All these possibilities hang in the air above our heads like the sword of Damocles. And yet we have to keep pushing. Because without the threat of repercussions for perpetrators, this kind of behavior won’t stop. And as we did during Occupy, we have to revel in this moment of unmasking for its own sake.
Yet we can and should look forward too. And if we are beginning to project beyond denouncement and punishment, the word “intersectional”—which has been derided of late—is crucial. We can make strides if we address harassment as part of a broader problem of worker exploitation and pervasive sexism. In other words, it’s not just about these several-dozen (or more) jerks, but about an entire workplace structure that is formed around gendered expectations of authority and dominance, one that celebrates individuals’ lopsided authority over other people’s lives. We are talking about a system that rewarded a man famous for cruelly firing people on TV with the highest office in the land.

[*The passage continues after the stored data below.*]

/* This Source Code Form is subject to the terms of the Mozilla Public
 * License, v. 2.0. If a copy of the MPL was not distributed with this
 * file, You can obtain one at https://mozilla.org/MPL/2.0/. */

use thiserror::Error;

/// Everything that can go wrong while talking to the FMI open data service.
#[derive(Debug, Error)]
pub enum FmiError {
    #[error("Timeout error: {0}")]
    Timeout(#[source] reqwest::Error),

    #[error("Communication error: {0}")]
    Transport(#[source] reqwest::Error),

    #[error("{status} is not valid")]
    Api { status: u16 },

    #[error("Malformed response: {0}")]
    Parse(String),
}

impl From<reqwest::Error> for FmiError {
    fn from(e: reqwest::Error) -> Self {
        if e.is_timeout() {
            FmiError::Timeout(e)
        } else {
            FmiError::Transport(e)
        }
    }
}

impl From<xmltree::ParseError> for FmiError {
    fn from(e: xmltree::ParseError) -> Self {
        FmiError::Parse(format!("Error parsing xml: {}", e))
    }
}

#[derive(Debug, Error)]
pub enum ConfigError {
    #[error("Error when reading {path}: {source}")]
    Io {
        path: String,
        #[source]
        source: std::io::Error,
    },

    #[error("Invalid yaml: {0}")]
    Yaml(#[from] yaml_rust::ScanError),

    #[error("Configuration file is empty")]
    Empty,

    #[error("{key}: {message}")]
    Invalid { key: String, message: String },

    #[error("Feed {feed}: {message}")]
    Feed { feed: String, message: String },

    #[error("Duplicate feed label {0}")]
    DuplicateLabel(String),
}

We need a deeply intersectional approach to workplace inequality, as Rebecca Onion writes in Slate:
“We need to be unafraid to tie sexual harassment to other forms of violence against women—to see the connections between harassment and the pay gap, the lack of good child care, and the persistence of the second shift. We need to recognize how sexual harassment and racial injustice exist in symbiosis, and to think about how workers’ tenuous position at this particular moment in the history of capitalism has enabled sexual harassment to thrive.”

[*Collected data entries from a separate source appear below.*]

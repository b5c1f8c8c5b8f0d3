/* This Source Code Form is subject to the terms of the Mozilla Public
 * License, v. 2.0. If a copy of the MPL was not distributed with this
 * file, You can obtain one at https://mozilla.org/MPL/2.0/. */

use xmltree::Element;

use crate::error::FmiError;
use crate::parser::{child, children, OMOP_NS};
use crate::query::RadiationKind;

/// Radiation queries have no metadata entry; their units are fixed.
pub fn static_unit(kind: RadiationKind) -> Option<&'static str> {
    match kind {
        RadiationKind::Air => Some("µBq/m³"),
        RadiationKind::ExternalRadiation => Some("µSv/h"),
        RadiationKind::Other => None,
    }
}

pub fn normalize_unit(unit: &str) -> String {
    unit.replace("degC", "°C")
}

/// Looks up the unit of `parameter` in an observable property listing
/// (`/meta?observableProperty=...`). The property id is compared ignoring case.
pub fn parse_unit(xml: &str, parameter: &str) -> Result<Option<String>, FmiError> {
    let root = Element::parse(xml.as_bytes())?;

    for component in children(&root, OMOP_NS, "component") {
        let property = match child(component, OMOP_NS, "ObservableProperty") {
            Some(p) => p,
            None => continue,
        };

        let id = match property.attributes.get("id") {
            Some(id) => id,
            None => continue,
        };

        if id.to_lowercase() == parameter.to_lowercase() {
            let unit = child(property, OMOP_NS, "uom").and_then(|u| u.attributes.get("uom"));
            return Ok(unit.map(|u| normalize_unit(u)));
        }
    }

    Ok(None)
}


#[cfg(test)]
mod tests {
    use super::fixtures::META_XML;
    use super::*;

    #[test]
    fn celsius() {
        assert_eq!(parse_unit(META_XML, "t2m").unwrap(), Some("°C".to_owned()));
        assert_eq!(parse_unit(META_XML, "T2M").unwrap(), Some("°C".to_owned()));
    }

    #[test]
    fn plain_unit() {
        assert_eq!(parse_unit(META_XML, "ws_10min").unwrap(), Some("m/s".to_owned()));
        assert_eq!(
            parse_unit(META_XML, "wlevn2k_pt1s_instant").unwrap(),
            Some("mm".to_owned())
        );
    }

    #[test]
    fn unknown_parameter() {
        assert_eq!(parse_unit(META_XML, "snow_aws").unwrap(), None);
    }

    #[test]
    fn radiation_units() {
        assert_eq!(static_unit(RadiationKind::Air), Some("µBq/m³"));
        assert_eq!(static_unit(RadiationKind::ExternalRadiation), Some("µSv/h"));
        assert_eq!(static_unit(RadiationKind::Other), None);
    }

    #[test]
    fn normalize() {
        assert_eq!(normalize_unit("degC"), "°C");
        assert_eq!(normalize_unit("degC/h"), "°C/h");
        assert_eq!(normalize_unit("hPa"), "hPa");
    }
}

All this brings me to Dolly Parton. Don’t see the connection? Well, as I write and think and talk about harassment at work, I have been mentally going back to the feminist cult classic “9 to 5,” starring Jane Fonda, Parton and Lily Tomlin. My mom showed it to me at a young age and it made a lifelong impression.
Because slapstick comedy though it was, this film actually encapsulated both the nature of workplace sexism and a possible avenue for a solution. First of all, the three protagonists represent the way different forms of sexism in the workplace function to keep women down. In the film, our heroines all feel their boss’s sexist egotistical lying hypocritical bigotry differently: there’s the harried, overworked single mom, the go-getter whose ambitious ideas are stolen and undermined, and the secretary who is sexually harassed—and then isolated because people think she’s sleeping with the boss.
In the film, the different characters come together and punish their boss with an absurd kidnapping that provides the tension and laughter. But their uprising goes further than that: they actually replace him as a sort of secret cabal, and institute a matriarchal paradise in the office. Together, they enact an agenda which includes equal pay, in-office daycare, job-sharing (my personal fantasy) and an office-sponsored rehab program among other innovations.
This is the only way forward, the only way to build. We need to fire and chastise perpetrators, but this alone won’t eliminate the abuse of workers. Changing the nature of contemporary work from the bottom up could make a dent. At the very least, a robust safety net both within companies and in general keeps people on the bottom rung from being so incredibly vulnerable.
I wonder whether the women in elite professions who have constituted the majority of storytellers in this round of the “reckoning” have the will to harness their fury and desire for retribution into a meaningful redistribution of power that might also eliminate some of their own perks. But even more doubtful is whether the white male power holders—especially in our reactionary political climate—will allow anything other than cosmetic changes.
The views and opinions expressed in this article are the author’s own and do not necessarily reflect those of Lilith Magazine.